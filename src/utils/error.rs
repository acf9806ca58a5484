use axum::http::StatusCode;
use axum::response::{IntoResponse, Response};
use serde_json::json;
use std::fmt;

pub const WRITE_SCOPE_HINT: &str =
    "Verifique se o token tem permissão de escrita na planilha (escopo https://www.googleapis.com/auth/spreadsheets).";

#[derive(Debug)]
pub enum AppError {
    ConfigError(String),
    ValidationError(String),
    MissingColumn(String),
    SheetsRead(String),
    SheetsWrite(String),
    CrmApi { status: Option<u16>, message: String },
    MethodNotAllowed(String),
    InternalError(String),
}

impl fmt::Display for AppError {
    fn fmt(&self, f: &mut fmt::Formatter<'_>) -> fmt::Result {
        match self {
            AppError::ConfigError(msg) => write!(f, "Configuration error: {}", msg),
            AppError::ValidationError(msg) => write!(f, "Validation error: {}", msg),
            AppError::MissingColumn(col) => write!(f, "Missing sheet column: {}", col),
            AppError::SheetsRead(msg) => write!(f, "Sheets read error: {}", msg),
            AppError::SheetsWrite(msg) => write!(f, "Sheets write error: {}", msg),
            AppError::CrmApi { status, message } => {
                write!(f, "CRM API error (status {:?}): {}", status, message)
            }
            AppError::MethodNotAllowed(method) => write!(f, "Method not allowed: {}", method),
            AppError::InternalError(msg) => write!(f, "Internal error: {}", msg),
        }
    }
}

impl std::error::Error for AppError {}

impl From<rdstation::RdStationError> for AppError {
    fn from(err: rdstation::RdStationError) -> Self {
        let status = err.status();
        let message = match err {
            rdstation::RdStationError::ApiError { message, .. } => message,
            other => other.to_string(),
        };
        AppError::CrmApi { status, message }
    }
}

impl AppError {
    pub fn status_code(&self) -> StatusCode {
        match self {
            AppError::ConfigError(_) => StatusCode::INTERNAL_SERVER_ERROR,
            AppError::ValidationError(_) => StatusCode::BAD_REQUEST,
            AppError::MissingColumn(_) => StatusCode::BAD_REQUEST,
            AppError::SheetsRead(_) => StatusCode::BAD_REQUEST,
            AppError::SheetsWrite(_) => StatusCode::BAD_REQUEST,
            AppError::CrmApi { .. } => StatusCode::BAD_GATEWAY,
            AppError::MethodNotAllowed(_) => StatusCode::METHOD_NOT_ALLOWED,
            AppError::InternalError(_) => StatusCode::INTERNAL_SERVER_ERROR,
        }
    }

    /// Rótulo curto (`error`) e texto para o usuário final (`message`)
    fn label_and_message(&self) -> (&'static str, String) {
        match self {
            AppError::ConfigError(msg) => ("Configuração do servidor incompleta", msg.clone()),
            AppError::ValidationError(msg) => ("Parâmetros inválidos", msg.clone()),
            AppError::MissingColumn(col) => (
                "Coluna não encontrada",
                format!(
                    "A planilha não tem a coluna '{}' no cabeçalho (linha 1). Confira o nome da coluna.",
                    col
                ),
            ),
            AppError::SheetsRead(msg) => ("Erro ao ler a planilha", msg.clone()),
            AppError::SheetsWrite(msg) => (
                "Erro ao atualizar a planilha",
                format!("{} {}", msg, WRITE_SCOPE_HINT),
            ),
            AppError::CrmApi { message, .. } => ("Erro ao buscar atividades no CRM", message.clone()),
            AppError::MethodNotAllowed(method) => (
                "Método não permitido",
                format!("Use POST para sincronizar anotações (recebido: {}).", method),
            ),
            AppError::InternalError(_) => (
                "Erro interno",
                "Erro inesperado ao sincronizar anotações. Tente novamente.".to_string(),
            ),
        }
    }
}

impl IntoResponse for AppError {
    fn into_response(self) -> Response {
        let status = self.status_code();

        // Detalhes internos ficam só no log
        if let AppError::InternalError(detail) = &self {
            tracing::error!("❌ Erro interno: {}", detail);
        }

        let (error, message) = self.label_and_message();
        let body = json!({
            "error": error,
            "message": message,
        });

        (status, axum::Json(body)).into_response()
    }
}

pub type AppResult<T> = Result<T, AppError>;

#[cfg(test)]
mod tests {
    use super::*;

    #[test]
    fn test_status_codes() {
        assert_eq!(AppError::ConfigError("x".into()).status_code(), StatusCode::INTERNAL_SERVER_ERROR);
        assert_eq!(AppError::ValidationError("x".into()).status_code(), StatusCode::BAD_REQUEST);
        assert_eq!(AppError::MissingColumn("deal_id".into()).status_code(), StatusCode::BAD_REQUEST);
        assert_eq!(
            AppError::CrmApi { status: Some(401), message: "x".into() }.status_code(),
            StatusCode::BAD_GATEWAY
        );
        assert_eq!(AppError::MethodNotAllowed("GET".into()).status_code(), StatusCode::METHOD_NOT_ALLOWED);
        assert_eq!(AppError::InternalError("x".into()).status_code(), StatusCode::INTERNAL_SERVER_ERROR);
    }

    #[test]
    fn test_internal_error_hides_detail() {
        let (_, message) = AppError::InternalError("panic at src/foo.rs:12".into()).label_and_message();
        assert!(!message.contains("src/foo.rs"));
    }

    #[test]
    fn test_write_error_carries_permission_hint() {
        let (_, message) = AppError::SheetsWrite("insufficient scopes.".into()).label_and_message();
        assert!(message.starts_with("insufficient scopes."));
        assert!(message.contains("permissão de escrita"));
    }

    #[test]
    fn test_from_rdstation_error_keeps_upstream_message() {
        let err: AppError = rdstation::RdStationError::ApiError {
            status: 401,
            message: "Token inválido".into(),
        }
        .into();

        match err {
            AppError::CrmApi { status, message } => {
                assert_eq!(status, Some(401));
                assert_eq!(message, "Token inválido");
            }
            other => panic!("unexpected: {other:?}"),
        }
    }
}
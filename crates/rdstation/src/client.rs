//! Cliente HTTP para o feed de atividades do RD Station CRM

use crate::activities::{ActivitiesPage, Activity};
use crate::error::{RdStationError, Result};
use reqwest::{Client as HttpClient, Response, Url};
use serde_json::Value;
use std::time::Duration;

pub const DEFAULT_BASE_URL: &str = "https://crm.rdstation.com/api/v1";
pub const DEFAULT_PAGE_SIZE: u32 = 200;

/// Leitor paginado de `/activities`
///
/// O token é um segredo do servidor: vai apenas na query string da
/// requisição e nunca aparece em logs.
#[derive(Clone)]
pub struct ActivityFeedClient {
    http_client: HttpClient,
    token: String,
    base_url: String,
    page_size: u32,
}

impl ActivityFeedClient {
    /// Cria um cliente apontando para a API pública do RD Station CRM
    ///
    /// # Timeouts
    ///
    /// - Total: 30s
    /// - Connect: 5s
    pub fn new(token: impl Into<String>) -> Result<Self> {
        Self::with_base_url(token, DEFAULT_BASE_URL, DEFAULT_PAGE_SIZE)
    }

    /// Cria um cliente com URL base e tamanho de página customizados
    pub fn with_base_url(
        token: impl Into<String>,
        base_url: impl Into<String>,
        page_size: u32,
    ) -> Result<Self> {
        let http_client = HttpClient::builder()
            .timeout(Duration::from_secs(30))
            .connect_timeout(Duration::from_secs(5))
            .build()
            .map_err(|e| RdStationError::ConfigError(format!("Failed to create HTTP client: {}", e)))?;

        Ok(Self {
            http_client,
            token: token.into(),
            base_url: base_url.into().trim_end_matches('/').to_string(),
            page_size: page_size.max(1),
        })
    }

    /// Busca uma única página (1-based)
    pub async fn fetch_page(&self, page: u32) -> Result<ActivitiesPage> {
        let page_param = page.to_string();
        let limit_param = self.page_size.to_string();
        let url = Url::parse_with_params(
            &format!("{}/activities", self.base_url),
            &[
                ("token", self.token.as_str()),
                ("page", page_param.as_str()),
                ("limit", limit_param.as_str()),
            ],
        )
        .map_err(|e| RdStationError::ConfigError(format!("Invalid feed URL: {}", e)))?;

        tracing::debug!(
            "GET {}/activities?token=[REDACTED]&page={}&limit={}",
            self.base_url,
            page,
            self.page_size
        );

        let response = self.http_client.get(url).send().await?;
        let response = self.handle_response(response).await?;
        let body = response.text().await?;
        Ok(serde_json::from_str(&body)?)
    }

    /// Lê o feed inteiro, página por página, preservando a ordem do feed.
    ///
    /// Para quando `has_more` é falso ou quando uma página vem vazia (mesmo
    /// que `has_more` diga o contrário). Qualquer erro descarta o que já foi
    /// lido.
    pub async fn fetch_all_activities(&self) -> Result<Vec<Activity>> {
        let mut all = Vec::new();
        let mut page = 1u32;

        loop {
            let batch = self.fetch_page(page).await?;
            let count = batch.activities.len();

            tracing::info!(
                "📄 Página {} do feed de atividades: {} registros (has_more={})",
                page,
                count,
                batch.has_more
            );

            all.extend(batch.activities);

            if !batch.has_more || count == 0 {
                break;
            }
            page += 1;
        }

        tracing::info!("📥 Feed de atividades lido: {} registros em {} página(s)", all.len(), page);
        Ok(all)
    }

    /// Processa a resposta HTTP e trata erros
    async fn handle_response(&self, response: Response) -> Result<Response> {
        let status = response.status();

        if status.is_success() {
            return Ok(response);
        }

        let status_code = status.as_u16();
        let error_body = response.text().await.unwrap_or_else(|_| "Unknown error".to_string());

        tracing::error!("RD Station CRM API error ({}): {}", status_code, error_body);

        let message = serde_json::from_str::<Value>(&error_body)
            .ok()
            .and_then(|json| {
                ["message", "error", "errors"]
                    .iter()
                    .find_map(|key| json.get(*key).and_then(|v| v.as_str()).map(str::to_string))
            })
            .unwrap_or(error_body);

        Err(RdStationError::ApiError {
            status: status_code,
            message,
        })
    }

    pub fn base_url(&self) -> &str {
        &self.base_url
    }

    pub fn page_size(&self) -> u32 {
        self.page_size
    }
}
use serde::{Deserialize, Serialize};
use config::{Config, ConfigError, Environment, File};

#[derive(Debug, Serialize, Deserialize, Clone)]
pub struct Settings {
    pub server: ServerSettings,
    pub crm: CrmSettings,
    pub sheets: SheetsSettings,
}

#[derive(Debug, Serialize, Deserialize, Clone)]
pub struct ServerSettings {
    pub host: String,
    pub port: u16,
}

#[derive(Debug, Serialize, Deserialize, Clone)]
pub struct CrmSettings {
    pub token: Option<String>,  // Segredo do servidor; ausente => todo POST responde 500
    pub base_url: String,
    pub page_size: u32,
}

#[derive(Debug, Serialize, Deserialize, Clone)]
pub struct SheetsSettings {
    pub base_url: String,
    pub read_range: String,  // Intervalo lido por execução (sem prefixo de aba)
}

impl CrmSettings {
    /// Token do CRM, se configurado e não vazio
    pub fn token(&self) -> Option<&str> {
        self.token.as_deref().map(str::trim).filter(|t| !t.is_empty())
    }
}

impl Settings {
    pub fn new() -> Result<Self, ConfigError> {
        let run_mode = std::env::var("RUN_MODE").unwrap_or_else(|_| "development".into());

        let mut builder = Config::builder()
            .set_default("server.host", "0.0.0.0")?
            .set_default("server.port", 8080_i64)?
            .set_default("crm.base_url", rdstation::DEFAULT_BASE_URL)?
            .set_default("crm.page_size", i64::from(rdstation::DEFAULT_PAGE_SIZE))?
            .set_default("sheets.base_url", sheets::DEFAULT_BASE_URL)?
            .set_default("sheets.read_range", "A1:ZZ")?
            // Arquivo de configuração base
            .add_source(File::with_name("config/default").required(false))
            // Arquivo específico do ambiente
            .add_source(File::with_name(&format!("config/{}", run_mode)).required(false))
            .add_source(Environment::with_prefix("CRM_SYNC").separator("__"));

        // Variáveis de ambiente específicas têm a palavra final
        if let Ok(token) = std::env::var("RD_CRM_TOKEN") {
            builder = builder.set_override("crm.token", token)?;
        }
        if let Ok(base_url) = std::env::var("RD_CRM_BASE_URL") {
            builder = builder.set_override("crm.base_url", base_url)?;
        }
        if let Ok(page_size) = std::env::var("RD_PAGE_SIZE") {
            builder = builder.set_override("crm.page_size", page_size)?;
        }
        if let Ok(base_url) = std::env::var("SHEETS_BASE_URL") {
            builder = builder.set_override("sheets.base_url", base_url)?;
        }

        builder.build()?.try_deserialize()
    }
}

========================================================================

Working from the records above, write out verbatim only the lines from the line containing "pub fn page_size(&self)" through the line containing "let mut builder = Config::builder()".

    pub fn page_size(&self) -> u32 {
        self.page_size
    }
}
use serde::{Deserialize, Serialize};
use config::{Config, ConfigError, Environment, File};

#[derive(Debug, Serialize, Deserialize, Clone)]
pub struct Settings {
    pub server: ServerSettings,
    pub crm: CrmSettings,
    pub sheets: SheetsSettings,
}

#[derive(Debug, Serialize, Deserialize, Clone)]
pub struct ServerSettings {
    pub host: String,
    pub port: u16,
}

#[derive(Debug, Serialize, Deserialize, Clone)]
pub struct CrmSettings {
    pub token: Option<String>,  // Segredo do servidor; ausente => todo POST responde 500
    pub base_url: String,
    pub page_size: u32,
}

#[derive(Debug, Serialize, Deserialize, Clone)]
pub struct SheetsSettings {
    pub base_url: String,
    pub read_range: String,  // Intervalo lido por execução (sem prefixo de aba)
}

impl CrmSettings {
    /// Token do CRM, se configurado e não vazio
    pub fn token(&self) -> Option<&str> {
        self.token.as_deref().map(str::trim).filter(|t| !t.is_empty())
    }
}

impl Settings {
    pub fn new() -> Result<Self, ConfigError> {
        let run_mode = std::env::var("RUN_MODE").unwrap_or_else(|_| "development".into());

        let mut builder = Config::builder()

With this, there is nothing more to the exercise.